Надо сказать, что после утверждения Петербургской империи русские писатели любили подчеркивать значимость своей «Северной державы» апелляцией к могуществу варягов-норманнов: «Норманны жили в древней Дании, Швеции и Норвегии. Они нападали почти на все европейские державы. Первое нашествие их было в 795 году на Ирландию; в 814-м появились при устье Эльбы; а с 840-го прошли даже вовнутрь Франции вверх по Сене. 844-го показались они в Андалузии; а в 857-м едва не взяли Рима. – Таково было могущество Севера и в самых давних веках!» [13] Очень красноречив и характерен союз «и». «И в самых давних веках»!.. То есть русская империя – прямая наследница норманнов. Карамзин писал: «Господствуя на морях, имея в IX веке сношение с Югом и Западом Европы – где на развалинах колосса римского основались новые государства и где кровавые следы варварства, обузданного человеколюбивым духом христианства, уже отчасти изгладились счастливыми трудами жизни гражданской, – варяги, или норманны, долженствовали быть образованнее славян и финнов, заключенных в диких пределах Севера, и могли сообщить им некоторые выгоды новой промышленности и торговли, благодетельные для народа» [14]. Не зазорным ему казалось, говоря о «Русской правде», признание в том, что «россияне получили свои гражданские уставы от скандинавов» [15]. Но это потом, после утверждения Петербургской империи.
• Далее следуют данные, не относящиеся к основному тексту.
/// Local-first lookup with a remote fallback.
///
/// Each call to [`resolve`](Self::resolve) is independent; the only state
/// shared between queries is the backing store.
pub struct LookupCache<V, S, R> {
  storage: Arc<S>,
  remote: Arc<R>,
  connectivity: Connectivity,
  policy: CachePolicy<V>,
}

impl<V, S, R> LookupCache<V, S, R>
where
  V: Clone + Send + Sync,
  S: CacheStorage<V>,
  R: RemoteSource<V>,
{
  pub fn new(storage: S, remote: R, connectivity: Connectivity, policy: CachePolicy<V>) -> Self {
    Self::from_shared(Arc::new(storage), Arc::new(remote), connectivity, policy)
  }

  /// Build a cache over a store or remote that is also used elsewhere.
  pub fn from_shared(
    storage: Arc<S>,
    remote: Arc<R>,
    connectivity: Connectivity,
    policy: CachePolicy<V>,
  ) -> Self {
    Self {
      storage,
      remote,
      connectivity,
      policy,
    }
  }

  pub fn policy(&self) -> &CachePolicy<V> {
    &self.policy
  }

  /// Check if an entry written at `stored_at` may still be served.
  fn is_fresh(&self, stored_at: DateTime<Utc>) -> bool {
    match self.policy.ttl {
      Some(ttl) => Utc::now() - stored_at < ttl,
      None => true,
    }
  }

  fn fallback(&self, error: LookupError) -> Resolution<V> {
    Resolution::fallback(self.policy.fallback.clone(), error)
  }

  /// Resolve a query to a value.
  ///
  /// 1. Normalize; invalid input yields the fallback
  /// 2. Fresh local entry: return it without touching the remote
  /// 3. Offline: return the fallback
  /// 4. Ask the remote; persist and return its answer, or the fallback
  ///
  /// Never fails: every error degrades to the fallback sentinel.
  pub async fn resolve(&self, query: &str) -> Resolution<V> {
    let normalized = match self.policy.normalizer.normalize(query) {
      Ok(n) => n,
      Err(e) => {
        tracing::debug!(query, "rejected query");
        return self.fallback(e);
      }
    };
    let key = self.policy.strategy.derive_key(&normalized);

    match self.storage.get_entry(&key) {
      Ok(Some(entry)) if self.is_fresh(entry.stored_at) => {
        tracing::debug!(%key, "local hit");
        return Resolution::local(entry.value, entry.stored_at);
      }
      Ok(Some(_)) => tracing::debug!(%key, "local entry expired"),
      Ok(None) => tracing::debug!(%key, "local miss"),
      Err(e) => tracing::warn!(%key, error = %e, "local store read failed, treating as miss"),
    }

    if !self.connectivity.is_online() {
      tracing::info!(%key, "offline with no local data");
      return self.fallback(LookupError::Offline);
    }

    let outcome = match tokio::time::timeout(self.policy.timeout, self.remote.query(&normalized)).await {
      Ok(outcome) => outcome,
      Err(_) => Err(RemoteError::Unavailable(format!(
        "no response within {:?}",
        self.policy.timeout
      ))),
    };

    match outcome {
      Ok(value) => {
        if self.policy.persist_remote {
          let entry = CacheEntry::new(key.clone(), value.clone()).with_query(normalized.as_str());
          if let Err(e) = self.storage.put_entry(&entry) {
            tracing::warn!(%key, error = %e, "failed to store remote answer");
          }
        }
        tracing::debug!(%key, "remote answer");
        Resolution::remote(value)
      }
      Err(e) => {
        tracing::warn!(%key, error = %e, "remote lookup failed");
        self.fallback(e.into())
      }
    }
  }
}
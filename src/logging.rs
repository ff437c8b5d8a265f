use color_eyre::{eyre::eyre, Result};
use std::path::Path;
use tracing_appender::non_blocking::WorkerGuard;
use tracing_subscriber::EnvFilter;

use crate::config::Config;

/// Log file name inside the data directory.
pub const LOG_FILE: &str = "localfirst.log";

/// Send tracing output to a log file in `dir`, keeping stdout for results.
///
/// `RUST_LOG` overrides the configured level. The returned guard flushes
/// buffered lines when dropped and must live until exit.
pub fn setup_logging(config: &Config, dir: &Path) -> Result<WorkerGuard> {
  std::fs::create_dir_all(dir)
    .map_err(|e| eyre!("Failed to create log directory {}: {}", dir.display(), e))?;

  let filter = EnvFilter::try_from_default_env()
    .unwrap_or_else(|_| EnvFilter::new(format!("warn,localfirst={}", config.log_level)));

  let appender = tracing_appender::rolling::never(dir, LOG_FILE);
  let (writer, guard) = tracing_appender::non_blocking(appender);

  tracing_subscriber::fmt()
    .with_env_filter(filter)
    .with_writer(writer)
    .with_ansi(false)
    .with_target(true)
    .try_init()
    .map_err(|e| eyre!("Failed to initialize logging: {}", e))?;

  Ok(guard)
}
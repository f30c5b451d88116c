//! Chunked batch writes with unprocessed-item requeueing.

use crate::{error, request, schema, transport};

use std::collections::VecDeque;
use std::future::Future;

/// Maximum sub-requests per batch round trip, a protocol limit.
pub const MAX_BATCH_SIZE: usize = 25;

/// FIFO queue of batch chunks against one table.
///
/// Entries are split into chunks of at most [`MAX_BATCH_SIZE`] up front.
/// Chunks are submitted in order, and sub-requests the store reports as
/// unprocessed are re-enqueued as a new tail chunk instead of being retried
/// in place.
#[derive(Debug)]
pub struct BatchRequestQueue {
    table_name: String,
    chunks: VecDeque<Vec<request::BatchEntry>>,
    retry_limit: Option<u32>,
}

impl BatchRequestQueue {
    /// Queue a put sub-request per item.
    pub fn puts(schema: &schema::TableSchema, items: Vec<request::Item>) -> Self {
        Self::from_entries(
            schema,
            items.into_iter().map(request::BatchEntry::Put).collect(),
        )
    }

    /// Queue a delete sub-request per item, keeping only the key attributes.
    pub fn deletes(
        schema: &schema::TableSchema,
        items: Vec<request::Item>,
    ) -> error::Result<Self> {
        let entries = items
            .iter()
            .map(|item| Ok(request::BatchEntry::Delete(schema.extract_key(item)?)))
            .collect::<error::Result<Vec<_>>>()?;
        Ok(Self::from_entries(schema, entries))
    }

    fn from_entries(
        schema: &schema::TableSchema,
        entries: Vec<request::BatchEntry>,
    ) -> Self {
        let chunks = entries
            .chunks(MAX_BATCH_SIZE)
            .map(<[request::BatchEntry]>::to_vec)
            .collect();
        Self {
            table_name: schema.table_name.clone(),
            chunks,
            retry_limit: None,
        }
    }

    /// Cap how many times unprocessed items may be re-enqueued.
    ///
    /// Unlimited by default, matching the store's own guidance to keep
    /// resubmitting unprocessed items.
    pub fn retry_limit(mut self, limit: u32) -> Self {
        self.retry_limit = Some(limit);
        self
    }

    /// Submit every chunk in order, returning the applied sub-requests.
    ///
    /// An entry counts as applied once a round trip does not list it among
    /// the unprocessed items.
    pub async fn drain<F, Fut>(
        mut self,
        mut submit: F,
    ) -> error::Result<Vec<request::BatchEntry>>
    where
        F: FnMut(request::BatchWriteRequest) -> Fut,
        Fut: Future<Output = Result<request::BatchWriteResponse, transport::TransportError>>,
    {
        let mut applied = Vec::new();
        let mut retries = 0;
        while let Some(entries) = self.chunks.pop_front() {
            let submitted = entries.clone();
            let response = submit(request::BatchWriteRequest {
                table_name: self.table_name.clone(),
                entries,
            })
            .await?;

            let unprocessed = response.unprocessed;
            let mut pending = unprocessed.clone();
            for entry in submitted {
                match pending.iter().position(|pending| *pending == entry) {
                    Some(position) => {
                        pending.remove(position);
                    }
                    None => applied.push(entry),
                }
            }
            if unprocessed.is_empty() {
                continue;
            }

            if self.retry_limit.is_some_and(|limit| retries >= limit) {
                let remaining = unprocessed.len()
                    + self.chunks.iter().map(Vec::len).sum::<usize>();
                return Err(error::Error::BatchRetriesExhausted {
                    attempts: retries,
                    remaining,
                });
            }
            retries += 1;
            tracing::debug!(
                requeued = unprocessed.len(),
                retries,
                "batch write left items unprocessed"
            );
            self.chunks.push_back(unprocessed);
        }
        Ok(applied)
    }
}
use crate::builder::query::{QueryBuilder, SortOrder};
use crate::expression::{condition, path};
use crate::{error, schema, transport};

use serde::Serialize;
use serde::de::DeserializeOwned;
use std::marker;

/// Runs a key-condition query and drains every page.
///
/// The store paginates on its own schedule, so the adapter always follows
/// the resume cursor until it runs out and returns the merged result in
/// page order.
///
/// ```rust,no_run
/// use dynamodb_adapter::adapter::query::Query;
/// use dynamodb_adapter::expression::condition::Condition;
/// use dynamodb_adapter::{schema, transport};
/// # #[derive(serde::Deserialize)]
/// # struct Order;
///
/// # async fn example(
/// #     schema: &schema::TableSchema,
/// #     transport: &transport::DynamoTransport,
/// # ) -> Result<(), Box<dyn std::error::Error>> {
/// let open: Vec<Order> = Query::new(schema, transport)
///     .key("o-1")?
///     .when("status", Condition::equals("open")?)
///     .send()
///     .await?;
/// # Ok(())
/// # }
/// ```
#[derive(Debug)]
pub struct Query<'a, T> {
    schema: &'a schema::TableSchema,
    transport: &'a dyn transport::Transport,
    builder: QueryBuilder<'a>,
    marker: marker::PhantomData<T>,
}

impl<'a, T: DeserializeOwned> Query<'a, T> {
    /// Start a query against `schema` over `transport`.
    pub fn new(
        schema: &'a schema::TableSchema,
        transport: &'a dyn transport::Transport,
    ) -> Self {
        Self {
            schema,
            transport,
            builder: QueryBuilder::new(schema),
            marker: marker::PhantomData,
        }
    }

    /// Target a secondary index instead of the table.
    ///
    /// Call before adding conditions: the index decides which attributes
    /// classify as key conditions.
    pub fn use_index(mut self, index: impl Into<String>) -> error::Result<Self> {
        self.builder = self.builder.use_index(index)?;
        Ok(self)
    }

    /// Equality condition on the active partition key.
    pub fn key(mut self, value: impl Serialize) -> error::Result<Self> {
        let partition_key = self.builder.active_partition_key().to_string();
        self.builder = self
            .builder
            .condition(partition_key, condition::Condition::equals(value)?);
        Ok(self)
    }

    /// Condition on the active sort key.
    pub fn sort_key(mut self, condition: condition::Condition) -> error::Result<Self> {
        let Some(sort_key) = self.builder.active_sort_key().map(str::to_string) else {
            return Err(error::Error::NoSortKey {
                table: self.schema.table_name.clone(),
            });
        };
        self.builder = self.builder.condition(sort_key, condition);
        Ok(self)
    }

    /// Add a condition; key paths become key conditions, the rest filters.
    pub fn when(
        mut self,
        path: impl Into<path::Path>,
        condition: condition::Condition,
    ) -> Self {
        self.builder = self.builder.condition(path, condition);
        self
    }

    /// Add a further filter joined with `AND`.
    pub fn and_when(
        mut self,
        path: impl Into<path::Path>,
        condition: condition::Condition,
    ) -> Self {
        self.builder = self
            .builder
            .joiner(condition::LogicalOperator::And)
            .condition(path, condition);
        self
    }

    /// Add a further filter joined with `OR`.
    pub fn or_when(
        mut self,
        path: impl Into<path::Path>,
        condition: condition::Condition,
    ) -> Self {
        self.builder = self
            .builder
            .joiner(condition::LogicalOperator::Or)
            .condition(path, condition);
        self
    }

    /// Fetch only the given attribute path; repeatable.
    pub fn select(mut self, path: impl Into<path::Path>) -> Self {
        self.builder = self.builder.project(path);
        self
    }

    /// Upper bound on items evaluated per page.
    pub fn limit(mut self, limit: i32) -> Self {
        self.builder = self.builder.limit(limit);
        self
    }

    /// Sort-key traversal direction.
    pub fn sort(mut self, sort: SortOrder) -> Self {
        self.builder = self.builder.sort(sort);
        self
    }

    /// Read from the leader instead of an eventually consistent replica.
    pub fn consistent(mut self, consistent_read: bool) -> Self {
        self.builder = self.builder.consistent(consistent_read);
        self
    }

    /// Execute the query, following the resume cursor to the last page.
    pub async fn send(self) -> error::Result<Vec<T>> {
        let mut request = self.builder.build()?;
        let mut items = Vec::new();
        loop {
            tracing::debug!(?request, "sending query page");
            let page = self.transport.query(request.clone()).await?;
            for item in page.items {
                items.push(serde_dynamo::from_item(item)?);
            }
            match page.last_evaluated_key {
                Some(cursor) => request.exclusive_start_key = Some(cursor),
                None => return Ok(items),
            }
        }
    }
}

#[cfg(test)]
mod tests {
    use super::*;

    use crate::expression::condition::Condition;
    use crate::request;
    use crate::schema::SecondaryIndex;
    use crate::transport::stub::{Call, Reply, StubTransport};
    use aws_sdk_dynamodb::types;
    use serde::Deserialize;

    #[derive(Debug, Deserialize, PartialEq)]
    struct Order {
        order_id: String,
    }

    fn schema() -> schema::TableSchema {
        schema::TableSchema::new("orders", "order_id")
            .with_sort_key("line")
            .with_index(
                "by-customer",
                SecondaryIndex::Global {
                    partition_key: "customer_id".to_string(),
                    sort_key: None,
                },
            )
    }

    fn stored(id: &str) -> request::Item {
        request::Item::from([(
            "order_id".to_string(),
            types::AttributeValue::S(id.to_string()),
        )])
    }

    fn cursor(id: &str) -> request::Item {
        stored(id)
    }

    #[tokio::test]
    async fn test_pages_merge_in_order() {
        let schema = schema();
        let transport = StubTransport::new([
            Reply::Page(Ok(request::QueryPage {
                items: vec![stored("o-1"), stored("o-2")],
                last_evaluated_key: Some(cursor("o-2")),
            })),
            Reply::Page(Ok(request::QueryPage {
                items: vec![stored("o-3")],
                last_evaluated_key: None,
            })),
        ]);
        let orders: Vec<Order> = Query::new(&schema, &transport)
            .key("o-1")
            .unwrap()
            .send()
            .await
            .unwrap();
        assert_eq!(
            orders.iter().map(|order| order.order_id.as_str()).collect::<Vec<_>>(),
            vec!["o-1", "o-2", "o-3"]
        );

        let calls = transport.calls();
        assert_eq!(calls.len(), 2);
        let Call::Query(first) = &calls[0] else {
            panic!("expected a query call");
        };
        assert_eq!(first.exclusive_start_key, None);
        let Call::Query(second) = &calls[1] else {
            panic!("expected a query call");
        };
        assert_eq!(second.exclusive_start_key, Some(cursor("o-2")));
        // Only the cursor changes between pages.
        assert_eq!(
            first.key_condition_expression,
            second.key_condition_expression
        );
    }

    #[tokio::test]
    async fn test_key_and_filter_conditions_split() {
        let schema = schema();
        let transport = StubTransport::new([Reply::Page(Ok(request::QueryPage::default()))]);
        let _: Vec<Order> = Query::new(&schema, &transport)
            .key("o-1")
            .unwrap()
            .sort_key(Condition::less_than(5).unwrap())
            .unwrap()
            .when("status", Condition::equals("open").unwrap())
            .send()
            .await
            .unwrap();
        let calls = transport.calls();
        let Call::Query(request) = &calls[0] else {
            panic!("expected a query call");
        };
        assert_eq!(
            request.key_condition_expression,
            "#order_id = :order_id_0 AND #line < :line_1"
        );
        assert_eq!(
            request.filter_expression.as_deref(),
            Some("#status = :status_2")
        );
    }

    #[tokio::test]
    async fn test_index_query_targets_the_index_keys() {
        let schema = schema();
        let transport = StubTransport::new([Reply::Page(Ok(request::QueryPage::default()))]);
        let _: Vec<Order> = Query::new(&schema, &transport)
            .use_index("by-customer")
            .unwrap()
            .key("c-1")
            .unwrap()
            .send()
            .await
            .unwrap();
        let calls = transport.calls();
        let Call::Query(request) = &calls[0] else {
            panic!("expected a query call");
        };
        assert_eq!(request.index_name.as_deref(), Some("by-customer"));
        assert_eq!(
            request.key_condition_expression,
            "#customer_id = :customer_id_0"
        );
    }

    #[tokio::test]
    async fn test_query_without_key_condition_fails_before_sending() {
        let schema = schema();
        let transport = StubTransport::default();
        let error = Query::<Order>::new(&schema, &transport)
            .when("status", Condition::equals("open").unwrap())
            .send()
            .await
            .unwrap_err();
        assert!(matches!(error, error::Error::MissingKeyCondition));
        assert!(transport.calls().is_empty());
    }
}
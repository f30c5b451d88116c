use crate::{error, request};

use indexmap::IndexMap;

/// A secondary index declared on a table.
///
/// Global indexes carry their own partition key; local indexes share the
/// table's partition key and only swap the sort key.
#[derive(Clone, Debug, PartialEq, Eq)]
pub enum SecondaryIndex {
    /// Global secondary index with its own key pair.
    Global {
        /// Partition key attribute of the index.
        partition_key: String,
        /// Optional sort key attribute of the index.
        sort_key: Option<String>,
    },
    /// Local secondary index reusing the table partition key.
    Local {
        /// Sort key attribute of the index.
        sort_key: String,
    },
}

/// Static description of a table: name, key attributes, and named secondary
/// indexes.
///
/// Constructed once at startup and shared read-only by every builder for the
/// table.
///
/// ```rust
/// use dynamodb_adapter::schema;
///
/// let table = schema::TableSchema::new("users", "id")
///     .with_sort_key("created_at")
///     .with_index(
///         "by-email",
///         schema::SecondaryIndex::Global {
///             partition_key: "email".to_string(),
///             sort_key: None,
///         },
///     );
/// ```
#[derive(Clone, Debug, PartialEq, Eq)]
pub struct TableSchema {
    /// Table name used in every wire request.
    pub table_name: String,
    /// Partition key attribute name.
    pub partition_key: String,
    /// Optional sort key attribute name.
    pub sort_key: Option<String>,
    /// Named secondary indexes.
    pub indexes: IndexMap<String, SecondaryIndex>,
}

impl TableSchema {
    /// Create a schema with a partition key only.
    pub fn new(table_name: impl Into<String>, partition_key: impl Into<String>) -> Self {
        Self {
            table_name: table_name.into(),
            partition_key: partition_key.into(),
            sort_key: None,
            indexes: IndexMap::new(),
        }
    }

    /// Add a sort key attribute.
    pub fn with_sort_key(mut self, sort_key: impl Into<String>) -> Self {
        self.sort_key = Some(sort_key.into());
        self
    }

    /// Register a named secondary index.
    pub fn with_index(mut self, name: impl Into<String>, index: SecondaryIndex) -> Self {
        self.indexes.insert(name.into(), index);
        self
    }

    /// Resolve an index name to the key pair active while querying it.
    ///
    /// An unknown index name is a configuration error and fails synchronously.
    pub(crate) fn index_keys(&self, index: &str) -> error::Result<(&str, Option<&str>)> {
        match self.indexes.get(index) {
            Some(SecondaryIndex::Global {
                partition_key,
                sort_key,
            }) => Ok((partition_key, sort_key.as_deref())),
            Some(SecondaryIndex::Local { sort_key }) => {
                Ok((&self.partition_key, Some(sort_key)))
            }
            None => Err(error::Error::UnknownIndex {
                index: index.to_string(),
                table: self.table_name.clone(),
            }),
        }
    }

    /// Retain only the key attributes of an item, e.g. for delete
    /// sub-requests inside a batch.
    pub(crate) fn extract_key(&self, item: &request::Item) -> error::Result<request::Item> {
        let mut key = request::Item::new();
        let partition_value = item.get(&self.partition_key).ok_or_else(|| {
            error::Error::MissingKeyAttribute {
                attribute: self.partition_key.clone(),
            }
        })?;
        key.insert(self.partition_key.clone(), partition_value.clone());
        if let Some(sort_key) = &self.sort_key {
            if let Some(sort_value) = item.get(sort_key) {
                key.insert(sort_key.clone(), sort_value.clone());
            }
        }
        Ok(key)
    }
}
3. Шведская тема в Московской Руси

А к XVII веку определяется новое русско-шведское противостояние. К Балтийскому морю желает выйти Иван Грозный (владевший несколько десятилетий Нарвой). Уже при нем возникла явная необходимость строить новый тип государства, интуитивно царь пытался найти опору в истории, однако не только в варяжском предке, но в мифическом римском родстве: «В Московской Руси широкое распространение получила легенда о римских предках царя. В XVI в. много сотен русских князей вели свой род от Рюрика, но лишь Иван IV раздвинул рамки генеалогического мифа и выступил с претензией на родство через Рюрика с римскими цезарями» [16]. Но, не решив имперской задачи найти идею общенационального блага, он по сути строил восточную деспотию. Ибо именно Грозный был истинным наследником татарской деспотии, а потому устроил погром Великого Новгорода – города, хранившего заветы европейско-балтийской вольности, разгромив по сути символ, связывавший Русь с Балтикой. А дальше пришла Смута, когда шведы играли немалую роль в русских событиях, вначале позитивную, потом корыстную.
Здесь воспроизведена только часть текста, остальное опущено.